Feijiacun, though the smallest village by area in Chaoyang District’s Cuigezhuang County, is one of the 10 major art districts of Beijing. Painters, photographers, tattoo artists, and film distribution companies live and work side by side with the former villagers and newly arrived migrant workers attracted to the city’s outskirts by affordable rent. In the middle of the village, a former pickled vegetable factory houses the Shangri-la Cultural and Arts Community, one of the larger art communities in the district. There you can find the airy new rehearsal and training center of the Beijing Dance Theater, an internationally renowned contemporary dance troupe, and a number of smaller tenants ranging from potters and sculptors to the Red Gate Gallery international residency program.

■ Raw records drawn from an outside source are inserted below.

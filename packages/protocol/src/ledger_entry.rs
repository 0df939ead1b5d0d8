//! Ledger entries: the objects stored in a ledger's state tree.
//!
//! Tagged by `ledger_entry_type`. Entry types this build does not know decode
//! to `LedgerEntry::Unrecognized` carrying the common fields.

use ledgerwire_codec::{family, field, Field, Shape, TagConvention};

use crate::Amount;

/// Fields every ledger entry carries.
#[derive(Clone, Debug, Default, PartialEq)]
pub struct LedgerEntryCommon {
    pub account: Option<String>,
    /// Object ID of the entry.
    pub index: Option<String>,
    pub flags: Option<u32>,
}

impl Shape for LedgerEntryCommon {
    fn fields() -> Vec<Field<Self>> {
        vec![
            field!(optional account),
            field!(optional index),
            field!(optional flags),
        ]
    }
}

#[derive(Clone, Debug, Default, PartialEq)]
pub struct AccountRoot {
    pub common: LedgerEntryCommon,
    pub balance: Amount,
    pub sequence: u32,
    pub owner_count: Option<u32>,
    pub domain: Option<String>,
}

impl Shape for AccountRoot {
    fn fields() -> Vec<Field<Self>> {
        let mut fields = Field::embedded(|s: &Self| &s.common, |s: &mut Self| &mut s.common);
        fields.extend([
            field!(required balance),
            field!(required sequence),
            field!(optional owner_count),
            field!(optional domain),
        ]);
        fields
    }
}

/// Funds held until a time or condition releases them.
#[derive(Clone, Debug, Default, PartialEq)]
pub struct Escrow {
    pub common: LedgerEntryCommon,
    pub amount: Amount,
    pub destination: Option<String>,
    pub finish_after: Option<u32>,
    pub cancel_after: Option<u32>,
    pub condition: Option<String>,
}

impl Shape for Escrow {
    fn fields() -> Vec<Field<Self>> {
        let mut fields = Field::embedded(|s: &Self| &s.common, |s: &mut Self| &mut s.common);
        fields.extend([
            field!(required amount),
            field!(optional destination),
            field!(optional finish_after),
            field!(optional cancel_after),
            field!(optional condition),
        ]);
        fields
    }
}

#[derive(Clone, Debug, Default, PartialEq)]
pub struct Offer {
    pub common: LedgerEntryCommon,
    pub taker_pays: Amount,
    pub taker_gets: Amount,
    pub sequence: Option<u32>,
    pub expiration: Option<u32>,
}

impl Shape for Offer {
    fn fields() -> Vec<Field<Self>> {
        let mut fields = Field::embedded(|s: &Self| &s.common, |s: &mut Self| &mut s.common);
        fields.extend([
            field!(required taker_pays),
            field!(required taker_gets),
            field!(optional sequence),
            field!(optional expiration),
        ]);
        fields
    }
}

#[derive(Clone, Debug, Default, PartialEq)]
pub struct Check {
    pub common: LedgerEntryCommon,
    pub destination: String,
    pub send_max: Amount,
    pub sequence: Option<u32>,
    pub expiration: Option<u32>,
}

impl Shape for Check {
    fn fields() -> Vec<Field<Self>> {
        let mut fields = Field::embedded(|s: &Self| &s.common, |s: &mut Self| &mut s.common);
        fields.extend([
            field!(required destination),
            field!(required send_max),
            field!(optional sequence),
            field!(optional expiration),
        ]);
        fields
    }
}

family! {
    pub enum LedgerEntry {
        name: "ledger entry",
        base: LedgerEntryCommon,
        tag: TagConvention::Field("ledger_entry_type"),
        variants: {
            AccountRoot(AccountRoot) = "AccountRoot",
            Escrow(Escrow) = "Escrow",
            Offer(Offer) = "Offer",
            Check(Check) = "Check",
        }
    }
}

impl LedgerEntry {
    /// The common fields, whichever shape this entry decoded to.
    pub fn common(&self) -> &LedgerEntryCommon {
        match self {
            LedgerEntry::AccountRoot(entry) => &entry.common,
            LedgerEntry::Escrow(entry) => &entry.common,
            LedgerEntry::Offer(entry) => &entry.common,
            LedgerEntry::Check(entry) => &entry.common,
            LedgerEntry::Unrecognized(entry) => &entry.base,
        }
    }
}

#[cfg(test)]
mod tests {
    use super::*;
    use ledgerwire_codec::{
        DecodeError, DiscriminatedCodec, Family, FieldKind, UnknownPolicy, Value, VariantRegistry,
    };
    use ledgerwire_wire::json_to_value;
    use serde_json::json;

    fn registry() -> VariantRegistry<LedgerEntry> {
        VariantRegistry::with_known().unwrap()
    }

    #[test]
    fn known_entries_are_registered() {
        let registry = registry();
        assert!(registry.is_sealed());
        assert_eq!(
            registry.discriminators().collect::<Vec<_>>(),
            ["AccountRoot", "Escrow", "Offer", "Check"]
        );
    }

    #[test]
    fn account_root_decodes() {
        let registry = registry();
        let codec = DiscriminatedCodec::new(&registry, UnknownPolicy::Strict);
        let wire = json_to_value(json!({
            "ledger_entry_type": "AccountRoot",
            "account": "rAlice",
            "balance": "250000000",
            "sequence": 12,
            "flags": 0,
        }));

        let entry = codec.decode(&wire).unwrap();
        let LedgerEntry::AccountRoot(root) = &entry else {
            panic!("expected AccountRoot, got {:?}", entry);
        };
        assert_eq!(root.balance, Amount::xrp("250000000"));
        assert_eq!(root.sequence, 12);
        assert_eq!(root.common.flags, Some(0));
        assert_eq!(entry.common().account.as_deref(), Some("rAlice"));
    }

    #[test]
    fn offer_with_token_side() {
        let registry = registry();
        let codec = DiscriminatedCodec::new(&registry, UnknownPolicy::Strict);
        let wire = json_to_value(json!({
            "ledger_entry_type": "Offer",
            "account": "rBob",
            "taker_pays": {"currency": "USD", "issuer": "rGate", "value": "10"},
            "taker_gets": "5000000",
        }));

        let entry = codec.decode(&wire).unwrap();
        let offer = entry.downcast_ref::<Offer>().unwrap();
        assert_eq!(offer.taker_pays, Amount::token("USD", "rGate", "10"));
        assert_eq!(codec.encode(&entry).unwrap(), wire);
    }

    #[test]
    fn amount_of_wrong_kind_is_a_mismatch() {
        let registry = registry();
        let codec = DiscriminatedCodec::new(&registry, UnknownPolicy::Strict);
        let wire = json_to_value(json!({
            "ledger_entry_type": "Escrow",
            "amount": 100,
        }));

        assert_eq!(
            codec.decode(&wire).unwrap_err(),
            DecodeError::FieldTypeMismatch {
                family: "ledger entry",
                shape: "Escrow".to_string(),
                field: "amount",
                expected: FieldKind::OneOf(&[FieldKind::String, FieldKind::Object]),
                found: ledgerwire_codec::ValueKind::Integer,
            }
        );
    }

    #[test]
    fn unknown_entry_keeps_common_fields() {
        let registry = registry();
        let codec = DiscriminatedCodec::new(&registry, UnknownPolicy::FallbackToBase);
        let wire = json_to_value(json!({
            "ledger_entry_type": "NFTokenPage",
            "index": "ABCD",
            "flags": 0,
            "nftokens": [],
        }));

        let entry = codec.decode(&wire).unwrap();
        assert!(entry.is_unrecognized());
        assert_eq!(entry.discriminator(), Some("NFTokenPage"));
        assert_eq!(entry.common().index.as_deref(), Some("ABCD"));

        // Properties outside the common contract are not preserved.
        let encoded = codec.encode(&entry).unwrap();
        assert_eq!(encoded.get("nftokens"), None);
        assert_eq!(encoded.get("ledger_entry_type"), Some(&Value::from("NFTokenPage")));
    }
}
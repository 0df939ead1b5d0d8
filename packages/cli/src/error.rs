use std::io;
use std::path::PathBuf;

use thiserror::Error;

#[derive(Debug, Error)]
pub enum CliError {
    #[error("failed to read {}: {source}", .path.display())]
    ReadInput {
        path: PathBuf,
        #[source]
        source: io::Error,
    },

    #[error("failed to read stdin: {0}")]
    ReadStdin(#[source] io::Error),

    #[error("failed to write output: {0}")]
    Write(#[source] io::Error),

    #[error(transparent)]
    Config(#[from] ledgerwire_codec::ConfigError),

    #[error("invalid input: {0}")]
    Wire(#[from] ledgerwire_wire::Error),

    #[error(transparent)]
    Registry(#[from] ledgerwire_codec::RegistryError),

    #[error(transparent)]
    Protocol(#[from] ledgerwire_protocol::Error),
}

“Most regular people don’t know about us, but artists have been coming here for a long time,” said Tan, the property manager of the Shangrila Community who wished to go by his surname. “Most people have heard of 798, and they’re of course a bigger deal than us, but we actually got started earlier. What the artists here are looking for is a peaceful and affordable environment to work in and above all, a quiet place to live.”
POLITICS OF SPACE
Art districts and villages are seen in many Chinese urban areas, including Shanghai, Chengdu and Xi’an. Beijing’s art villages, however, are undoubtedly among the most wellknown. The most famous village of them all, Caochangdi (草场地), is actually a little closer geographically to 798 and more used to being the center of the action than Tan’s earlier generalization would suggest. Located just a five-minute bus ride northeast of 798 in the Dashanzi Sub-District of Chaoyang District, Caochangdi made waves when Ai Weiwei, arguably China’s most controversial artist, built his house and studio compound, 258 FAKE Studio, in the neighborhood in 1999.
Though considered an odd choice of neighborhood at the time, Ai was soon joined by prestigious domestic and international colleagues like the Peking Fine Arts Gallery and Galerie Urs-Meile from Lucerne. Architects and media alike have been struck by the visual of kooky sculptures, international gallery shows, and China’s finest avant-garde sensibilities being made in close proximity to chickens, sheep, and the marginal and migratory parts of Chinese society.
“It’s under the radar, it’s not pretentious, and there are the large spaces and freedom to move and do without all the eyes of those living with all the norms of society looking on,” Mary-Ann Ray and Robert Mangurian, architects and urban researchers, told TWOC, explaining the appeal that the village holds for artists as well as themselves.
Ray and Mangurian are the principals behind BASE Studio, a Beijing architectural think-tank, and the authors of Caochangdi, Beijing Inside Out, an architectural and sociological study of the contemporary transformation of Caochangdi. They say they discovered neighbourhood almost by accident, when the project space they leased in 798 was reappropriated by the district cultural department and they needed to relocate on the fly. In a book lecture given at the London School of Economics, Ray noted that in this way, BASE also became another “illegal” resident in a village made up of mostly illegal construction and “ad-hoc, mongrel architecture”.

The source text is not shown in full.